Family Income at the Bottom and at the Top: Income Sources and Family Characteristics

Sociology 101
Family income at the bottom and at the top: Income sources and family characteristics
Lawrence E. Raffalovicha, Shannon M. Monnatb and Hui-shien Tsao

This journal article examined the differences between families that made top-level income and families that made bottom-level income. Some of the characteristics examined were income sources, race, gender, traditional vs. non-traditional, and a certain “property elite” who are “high-income families who receive about half of their income from wealth” (308).

It was found that families at the high-end of life are overwhelmingly white, married, and both spouses earn income. Half of the people in this category were in their 40s to 50s. Most had a college-level education and most were employed. Typical jobs for these families in the top 10% are Executive and Management positions. Furthermore, typical jobs for the top 1% are also in Medicine, Law, and Teaching, which surprised me (308).

Families in the lower end of the income scale were found to be disproportionately non-white, female, and non-married.
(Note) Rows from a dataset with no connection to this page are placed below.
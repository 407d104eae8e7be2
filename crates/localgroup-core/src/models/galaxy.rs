//! Galaxy record types.
//!
//! A [`GalaxyRecord`] is produced once per catalog row and never mutated
//! afterwards. Its serialized layout is the public `galaxies.json` format.

use crate::numeric::round_to;
use serde::{Deserialize, Serialize};

/// Fraction of the distance reported as its uncertainty.
pub const DISTANCE_UNCERTAINTY_FRACTION: f64 = 0.05;

/// Cartesian position in kiloparsecs, observer-centered.
#[derive(Debug, Clone, Copy, PartialEq, Default, Serialize, Deserialize)]
pub struct Position3d {
    pub x: f64,
    pub y: f64,
    pub z: f64,
}

impl Position3d {
    pub fn new(x: f64, y: f64, z: f64) -> Self {
        Self { x, y, z }
    }

    pub fn origin() -> Self {
        Self::default()
    }

    /// Radial distance from the observer
    pub fn magnitude(&self) -> f64 {
        (self.x * self.x + self.y * self.y + self.z * self.z).sqrt()
    }
}

/// Equatorial (J2000.0) coordinates, kept both as the literature string and
/// as decimal degrees.
#[derive(Debug, Clone, PartialEq, Serialize, Deserialize)]
pub struct EquatorialCoordinates {
    /// Right ascension, `HH:MM:SS.s`
    pub ra: String,

    /// Declination, `±DD:MM:SS`
    pub dec: String,

    /// Right ascension in degrees, rounded to 6 places
    pub ra_deg: f64,

    /// Declination in degrees, rounded to 6 places
    pub dec_deg: f64,
}

/// One assembled catalog entry
#[derive(Debug, Clone, PartialEq, Serialize, Deserialize)]
pub struct GalaxyRecord {
    /// Identifier derived from the name, see [`galaxy_id`]
    pub id: String,

    /// Display name
    pub name: String,

    /// Other designations, in table order
    pub alternate_names: Vec<String>,

    /// Morphological classification code (e.g. "dSph", "Irr", "Sb")
    #[serde(rename = "type")]
    pub galaxy_type: String,

    pub coordinates: EquatorialCoordinates,

    pub position_3d: Position3d,

    pub distance_kpc: f64,

    pub distance_uncertainty_kpc: f64,

    pub size_estimate_kpc: f64,

    pub morphological_type: String,

    pub notes: String,

    pub source: String,

    pub source_url: String,

    pub citation: String,
}

impl GalaxyRecord {
    /// True when `query` equals the id, the name, or an alternate name,
    /// ignoring case.
    pub fn matches(&self, query: &str) -> bool {
        let query = query.trim().to_lowercase();
        self.id == query
            || self.name.to_lowercase() == query
            || self.alternate_names.iter().any(|alt| alt.to_lowercase() == query)
    }

    /// True when `text` occurs in the name, an alternate name, or the
    /// morphological type, ignoring case.
    pub fn mentions(&self, text: &str) -> bool {
        let text = text.trim().to_lowercase();
        if text.is_empty() {
            return false;
        }
        self.name.to_lowercase().contains(&text)
            || self.alternate_names.iter().any(|alt| alt.to_lowercase().contains(&text))
            || self.morphological_type.to_lowercase().contains(&text)
    }
}

/// Derive a catalog id from a display name: lowercase, spaces become
/// underscores, parentheses are dropped.
pub fn galaxy_id(name: &str) -> String {
    name.to_lowercase()
        .chars()
        .filter(|c| *c != '(' && *c != ')')
        .map(|c| if c == ' ' { '_' } else { c })
        .collect()
}

/// Distance uncertainty in kpc: 5% of the distance, one decimal place.
pub fn distance_uncertainty(distance_kpc: f64) -> f64 {
    round_to(distance_kpc * DISTANCE_UNCERTAINTY_FRACTION, 1)
}

#[cfg(test)]
mod tests {
    use super::*;

    fn sample_record() -> GalaxyRecord {
        GalaxyRecord {
            id: galaxy_id("Andromeda (M31)"),
            name: "Andromeda (M31)".to_string(),
            alternate_names: vec!["M31".to_string(), "NGC 224".to_string()],
            galaxy_type: "Sb".to_string(),
            coordinates: EquatorialCoordinates {
                ra: "00:42:44.3".to_string(),
                dec: "+41:16:09".to_string(),
                ra_deg: 10.684583,
                dec_deg: 41.269167,
            },
            position_3d: Position3d::new(568.71, 107.3, 507.89),
            distance_kpc: 770.0,
            distance_uncertainty_kpc: distance_uncertainty(770.0),
            size_estimate_kpc: 110.0,
            morphological_type: "Sb".to_string(),
            notes: "Nearest large galaxy to Milky Way".to_string(),
            source: "Caltech NED / McConnachie 2012".to_string(),
            source_url: "https://ned.ipac.caltech.edu/level5/Mateo/table1.html".to_string(),
            citation: "McConnachie, A. W. 2012, AJ, 144, 4".to_string(),
        }
    }

    #[test]
    fn test_galaxy_id() {
        assert_eq!(galaxy_id("Andromeda (M31)"), "andromeda_m31");
        assert_eq!(galaxy_id("M32"), "m32");
        assert_eq!(galaxy_id("Large Magellanic Cloud"), "large_magellanic_cloud");
        assert_eq!(galaxy_id("Boötes I"), "boötes_i");
    }

    #[test]
    fn test_distance_uncertainty() {
        assert_eq!(distance_uncertainty(770.0), 38.5);
        assert_eq!(distance_uncertainty(0.0), 0.0);
        assert_eq!(distance_uncertainty(26.0), 1.3);
    }

    #[test]
    fn test_distance_uncertainty_ties_round_to_even() {
        assert_eq!(distance_uncertainty(105.0), 5.2);
        assert_eq!(distance_uncertainty(805.0), 40.2);
        assert_eq!(distance_uncertainty(1065.0), 53.2);
    }

    #[test]
    fn test_record_serializes_type_field() {
        let json = serde_json::to_value(sample_record()).unwrap();
        assert_eq!(json["type"], "Sb");
        assert_eq!(json["morphological_type"], "Sb");
        assert_eq!(json["coordinates"]["ra"], "00:42:44.3");
        assert_eq!(json["position_3d"]["x"], 568.71);
        assert_eq!(json["distance_uncertainty_kpc"], 38.5);
        assert!(json.get("galaxy_type").is_none());
    }

    #[test]
    fn test_matches_id_name_and_alternates() {
        let record = sample_record();
        assert!(record.matches("andromeda_m31"));
        assert!(record.matches("ANDROMEDA (M31)"));
        assert!(record.matches("ngc 224"));
        assert!(!record.matches("M3"));
    }

    #[test]
    fn test_mentions_substring() {
        let record = sample_record();
        assert!(record.mentions("andro"));
        assert!(record.mentions("224"));
        assert!(record.mentions("sb"));
        assert!(!record.mentions(""));
        assert!(!record.mentions("magellan"));
    }

    #[test]
    fn test_position_magnitude() {
        assert_eq!(Position3d::new(3.0, 4.0, 12.0).magnitude(), 13.0);
        assert_eq!(Position3d::origin().magnitude(), 0.0);
    }
}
This consisted of both young and old adults, with high-school education being their highest educational achievement, if reached at all. They were also found to be employed in low-level service occupations. Many were disabled and retired (308).
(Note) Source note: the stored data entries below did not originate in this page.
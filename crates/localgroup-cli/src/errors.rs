use console::style;
use localgroup_core::error::CatalogError;
use std::fmt;

/// Error presented to the user, with suggestions
pub struct CliError {
    pub message: String,
    pub context: Option<String>,
    pub suggestions: Vec<String>,
    pub help_command: Option<String>,
}

impl CliError {
    pub fn new(message: impl Into<String>) -> Self {
        Self {
            message: message.into(),
            context: None,
            suggestions: Vec::new(),
            help_command: None,
        }
    }

    pub fn with_context(mut self, context: impl Into<String>) -> Self {
        self.context = Some(context.into());
        self
    }

    pub fn with_suggestion(mut self, suggestion: impl Into<String>) -> Self {
        self.suggestions.push(suggestion.into());
        self
    }

    pub fn with_help(mut self, command: impl Into<String>) -> Self {
        self.help_command = Some(command.into());
        self
    }

    pub fn display(&self) {
        eprintln!("{} {}\n", style("✗").red().bold(), style(&self.message).red().bold());

        if let Some(ref context) = self.context {
            eprintln!("{}", context);
            eprintln!();
        }

        if !self.suggestions.is_empty() {
            eprintln!("{}", style("To fix this:").yellow().bold());
            for (i, suggestion) in self.suggestions.iter().enumerate() {
                eprintln!("  {}. {}", i + 1, suggestion);
            }
            eprintln!();
        }

        if let Some(ref help_cmd) = self.help_command {
            eprintln!("{} {}", style("Need help?").cyan(), style(help_cmd).cyan().bold());
        }
    }
}

impl fmt::Display for CliError {
    fn fmt(&self, f: &mut fmt::Formatter<'_>) -> fmt::Result {
        write!(f, "{}", self.message)
    }
}

impl fmt::Debug for CliError {
    fn fmt(&self, f: &mut fmt::Formatter<'_>) -> fmt::Result {
        write!(f, "{}", self.message)
    }
}

impl std::error::Error for CliError {}

/// Create error for a lookup that matched nothing
pub fn galaxy_not_found(query: &str) -> CliError {
    CliError::new("Galaxy not found")
        .with_context(format!(
            "No galaxy has this id, name, or alternate name.\n\nQuery: {}",
            query
        ))
        .with_suggestion(format!("Search by substring: localgroup search \"{}\"", query))
        .with_suggestion("List every galaxy: localgroup list")
        .with_help("Run: localgroup show --help")
}

/// Create error for invalid configuration
pub fn invalid_config(key: &str, reason: &str) -> CliError {
    CliError::new(format!("Invalid configuration: {}", key))
        .with_context(format!("Configuration value is invalid.\n\nReason: {}", reason))
        .with_suggestion("Check localgroup.toml for typos or unknown keys")
        .with_suggestion("Check LOCALGROUP_* environment variables")
        .with_help("Run: localgroup config")
}

/// Create error for a built-in table row that cannot be assembled
pub fn catalog_table_invalid(detail: &str) -> CliError {
    CliError::new("Galaxy table is invalid")
        .with_context(format!(
            "A row of the built-in galaxy table could not be assembled. \
             No files were written.\n\nError: {}",
            detail
        ))
        .with_suggestion("Fix the offending row in the galaxy table and rebuild")
}

/// Create error for output that could not be written
pub fn output_not_writable(detail: &str) -> CliError {
    CliError::new("Cannot write catalog files")
        .with_context(format!("Error: {}", detail))
        .with_suggestion("Check that the output directory is writable")
        .with_suggestion("Or choose another directory: localgroup build --output-dir <DIR>")
        .with_help("Run: localgroup build --help")
}

/// Convert anyhow::Error to CliError with context
pub fn from_anyhow(error: anyhow::Error) -> CliError {
    let detail = format!("{:#}", error);

    match error.downcast_ref::<CatalogError>() {
        Some(CatalogError::GalaxyNotFound { query }) => galaxy_not_found(query),
        Some(CatalogError::ConfigInvalid { key, reason }) => invalid_config(key, reason),
        Some(
            CatalogError::MalformedCoordinate { .. }
            | CatalogError::InvalidDistance { .. }
            | CatalogError::DuplicateId { .. },
        ) => catalog_table_invalid(&detail),
        Some(CatalogError::Io(_)) => output_not_writable(&detail),
        _ if detail.contains("No such file or directory") => CliError::new("File not found")
            .with_context(format!("Error: {}", detail))
            .with_suggestion("Check the file path and try again"),
        _ => CliError::new(detail),
    }
}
As I finished reading through this journal article, I was a little disappointed that the end didn’t come to a better conclusion with the evidence obtained. I thought that at the end, the author just gave you a bunch of numbers, and then talks about the “property elite” for a little longer. However, I did learn some interesting facts about the high and low classes of America from this reading. It also probably would have been helpful to touch on the characteristics of the middle-class America, but the purpose of the article seemed to be just to show the extremes of both sides.